//! Type-erased field accessors.
//!
//! Each declared field becomes a set of closures over `dyn Any` that
//! downcast to the owning type once and then go through plain function
//! pointers, so no per-call reflection happens after the type model is built.

use std::any::Any;
use std::fmt;

use serde::de::DeserializeOwned;
use serde::Serialize;
use serde_json::Value;

use super::{short_type_name, DynModel, Model, ModelError, ResolveTag, Result};

type ReadFn = Box<dyn Fn(&dyn Any) -> Result<Value> + Send + Sync>;
type WriteFn = Box<dyn Fn(&mut dyn Any, Value) -> Result<()> + Send + Sync>;
type CountFn = Box<dyn Fn(&dyn Any) -> usize + Send + Sync>;
type ChildFn = Box<dyn for<'a> Fn(&'a dyn Any, usize) -> Option<&'a dyn DynModel> + Send + Sync>;
type ChildMutFn =
    Box<dyn for<'a> Fn(&'a mut dyn Any, usize) -> Option<&'a mut dyn DynModel> + Send + Sync>;

/// What a declared field takes part in.
#[derive(Debug, Clone, PartialEq)]
pub enum FieldKind {
    Plain,
    Resolved(ResolveTag),
    ResolvedModel(ResolveTag),
    Nested,
    Collection,
}

struct Children {
    count: CountFn,
    get: ChildFn,
    get_mut: ChildMutFn,
}

/// Compiled get/set access to one field of a model type.
pub struct FieldAccessor {
    name: &'static str,
    kind: FieldKind,
    read: Option<ReadFn>,
    write: Option<WriteFn>,
    children: Option<Children>,
}

impl fmt::Debug for FieldAccessor {
    fn fmt(&self, f: &mut fmt::Formatter<'_>) -> fmt::Result {
        f.debug_struct("FieldAccessor")
            .field("name", &self.name)
            .field("kind", &self.kind)
            .finish()
    }
}

impl FieldAccessor {
    pub fn name(&self) -> &'static str {
        self.name
    }

    pub fn kind(&self) -> &FieldKind {
        &self.kind
    }

    /// The resolution tag, for remotely resolved fields.
    pub fn tag(&self) -> Option<&ResolveTag> {
        match &self.kind {
            FieldKind::Resolved(tag) | FieldKind::ResolvedModel(tag) => Some(tag),
            _ => None,
        }
    }

    pub fn is_readable(&self) -> bool {
        self.read.is_some()
    }

    /// Current value serialized to JSON.
    pub fn read(&self, owner: &dyn DynModel) -> Result<Value> {
        match &self.read {
            Some(read) => read(owner.as_any()),
            None => Err(ModelError::UnreadableField {
                model: owner.model_name(),
                field: self.name,
            }),
        }
    }

    /// Deserialize `value` into the field. A `null` the field cannot hold
    /// leaves it untouched.
    pub fn write(&self, owner: &mut dyn DynModel, value: Value) -> Result<()> {
        match &self.write {
            Some(write) => write(owner.as_any_mut(), value),
            None => Err(ModelError::Deserialize {
                field: self.name,
                message: "field is not resolvable".to_string(),
            }),
        }
    }

    pub fn child_count(&self, owner: &dyn DynModel) -> usize {
        self.children
            .as_ref()
            .map_or(0, |children| (children.count)(owner.as_any()))
    }

    pub fn child<'a>(&self, owner: &'a dyn DynModel, index: usize) -> Option<&'a dyn DynModel> {
        let children = self.children.as_ref()?;
        (children.get)(owner.as_any(), index)
    }

    pub fn child_mut<'a>(
        &self,
        owner: &'a mut dyn DynModel,
        index: usize,
    ) -> Option<&'a mut dyn DynModel> {
        let children = self.children.as_ref()?;
        (children.get_mut)(owner.as_any_mut(), index)
    }
}

// ============================================================================
// Construction
// ============================================================================

fn child_fn<C>(f: C) -> ChildFn
where
    C: for<'a> Fn(&'a dyn Any, usize) -> Option<&'a dyn DynModel> + Send + Sync + 'static,
{
    Box::new(f)
}

fn child_mut_fn<C>(f: C) -> ChildMutFn
where
    C: for<'a> Fn(&'a mut dyn Any, usize) -> Option<&'a mut dyn DynModel>
        + Send
        + Sync
        + 'static,
{
    Box::new(f)
}

fn wrong_owner<T>() -> ModelError {
    ModelError::WrongOwner {
        model: short_type_name::<T>(),
    }
}

fn reader<T, F>(name: &'static str, get: fn(&T) -> &F) -> ReadFn
where
    T: Model,
    F: Serialize + 'static,
{
    Box::new(move |any: &dyn Any| {
        let owner = any.downcast_ref::<T>().ok_or_else(wrong_owner::<T>)?;
        serde_json::to_value(get(owner)).map_err(|e| ModelError::Serialize {
            field: name,
            message: e.to_string(),
        })
    })
}

fn decode<F: DeserializeOwned>(name: &'static str, value: Value) -> Result<Option<F>> {
    let was_null = value.is_null();
    match serde_json::from_value::<F>(value) {
        Ok(decoded) => Ok(Some(decoded)),
        Err(_) if was_null => Ok(None),
        Err(e) => Err(ModelError::Deserialize {
            field: name,
            message: e.to_string(),
        }),
    }
}

fn optional_children<T, F>(
    get: fn(&T) -> Option<&F>,
    get_mut: fn(&mut T) -> Option<&mut F>,
) -> Children
where
    T: Model,
    F: Model,
{
    Children {
        count: Box::new(move |any: &dyn Any| {
            any.downcast_ref::<T>()
                .and_then(get)
                .map_or(0, |_| 1)
        }),
        get: child_fn(move |any, index| {
            if index != 0 {
                return None;
            }
            let child = get(any.downcast_ref::<T>()?)?;
            Some(child as &dyn DynModel)
        }),
        get_mut: child_mut_fn(move |any, index| {
            if index != 0 {
                return None;
            }
            let child = get_mut(any.downcast_mut::<T>()?)?;
            Some(child as &mut dyn DynModel)
        }),
    }
}

pub(super) fn plain<T, F>(name: &'static str, get: fn(&T) -> &F) -> FieldAccessor
where
    T: Model,
    F: Serialize + 'static,
{
    FieldAccessor {
        name,
        kind: FieldKind::Plain,
        read: Some(reader(name, get)),
        write: None,
        children: None,
    }
}

pub(super) fn resolved<T, F>(
    name: &'static str,
    get: fn(&T) -> &F,
    get_mut: fn(&mut T) -> &mut F,
    tag: ResolveTag,
) -> FieldAccessor
where
    T: Model,
    F: Serialize + DeserializeOwned + 'static,
{
    FieldAccessor {
        name,
        kind: FieldKind::Resolved(tag),
        read: Some(reader(name, get)),
        write: Some(Box::new(move |any: &mut dyn Any, value: Value| {
            let owner = any.downcast_mut::<T>().ok_or_else(wrong_owner::<T>)?;
            if let Some(decoded) = decode::<F>(name, value)? {
                *get_mut(owner) = decoded;
            }
            Ok(())
        })),
        children: None,
    }
}

pub(super) fn resolved_model<T, F>(
    name: &'static str,
    get: fn(&T) -> Option<&F>,
    get_mut: fn(&mut T) -> Option<&mut F>,
    set: fn(&mut T, F),
    tag: ResolveTag,
) -> FieldAccessor
where
    T: Model,
    F: Model + DeserializeOwned,
{
    FieldAccessor {
        name,
        kind: FieldKind::ResolvedModel(tag),
        read: None,
        write: Some(Box::new(move |any: &mut dyn Any, value: Value| {
            let owner = any.downcast_mut::<T>().ok_or_else(wrong_owner::<T>)?;
            if let Some(decoded) = decode::<F>(name, value)? {
                set(owner, decoded);
            }
            Ok(())
        })),
        children: Some(optional_children(get, get_mut)),
    }
}

pub(super) fn nested<T, F>(
    name: &'static str,
    get: fn(&T) -> Option<&F>,
    get_mut: fn(&mut T) -> Option<&mut F>,
) -> FieldAccessor
where
    T: Model,
    F: Model,
{
    FieldAccessor {
        name,
        kind: FieldKind::Nested,
        read: None,
        write: None,
        children: Some(optional_children(get, get_mut)),
    }
}

pub(super) fn collection<T, F>(
    name: &'static str,
    get: fn(&T) -> &[F],
    get_mut: fn(&mut T) -> &mut [F],
) -> FieldAccessor
where
    T: Model,
    F: Model,
{
    FieldAccessor {
        name,
        kind: FieldKind::Collection,
        read: None,
        write: None,
        children: Some(Children {
            count: Box::new(move |any: &dyn Any| {
                any.downcast_ref::<T>().map_or(0, |owner| get(owner).len())
            }),
            get: child_fn(move |any, index| {
                let item = get(any.downcast_ref::<T>()?).get(index)?;
                Some(item as &dyn DynModel)
            }),
            get_mut: child_mut_fn(move |any, index| {
                let item = get_mut(any.downcast_mut::<T>()?).get_mut(index)?;
                Some(item as &mut dyn DynModel)
            }),
        }),
    }
}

==================================================

Task: Once you reach the line with "model is built." in the data above, copy it and every line after it exactly, up to and including the line with "type ReadFn = Box<dyn".

Output for this task:
//! pointers, so no per-call reflection happens after the type model is built.

use std::any::Any;
use std::fmt;

use serde::de::DeserializeOwned;
use serde::Serialize;
use serde_json::Value;

use super::{short_type_name, DynModel, Model, ModelError, ResolveTag, Result};

type ReadFn = Box<dyn Fn(&dyn Any) -> Result<Value> + Send + Sync>;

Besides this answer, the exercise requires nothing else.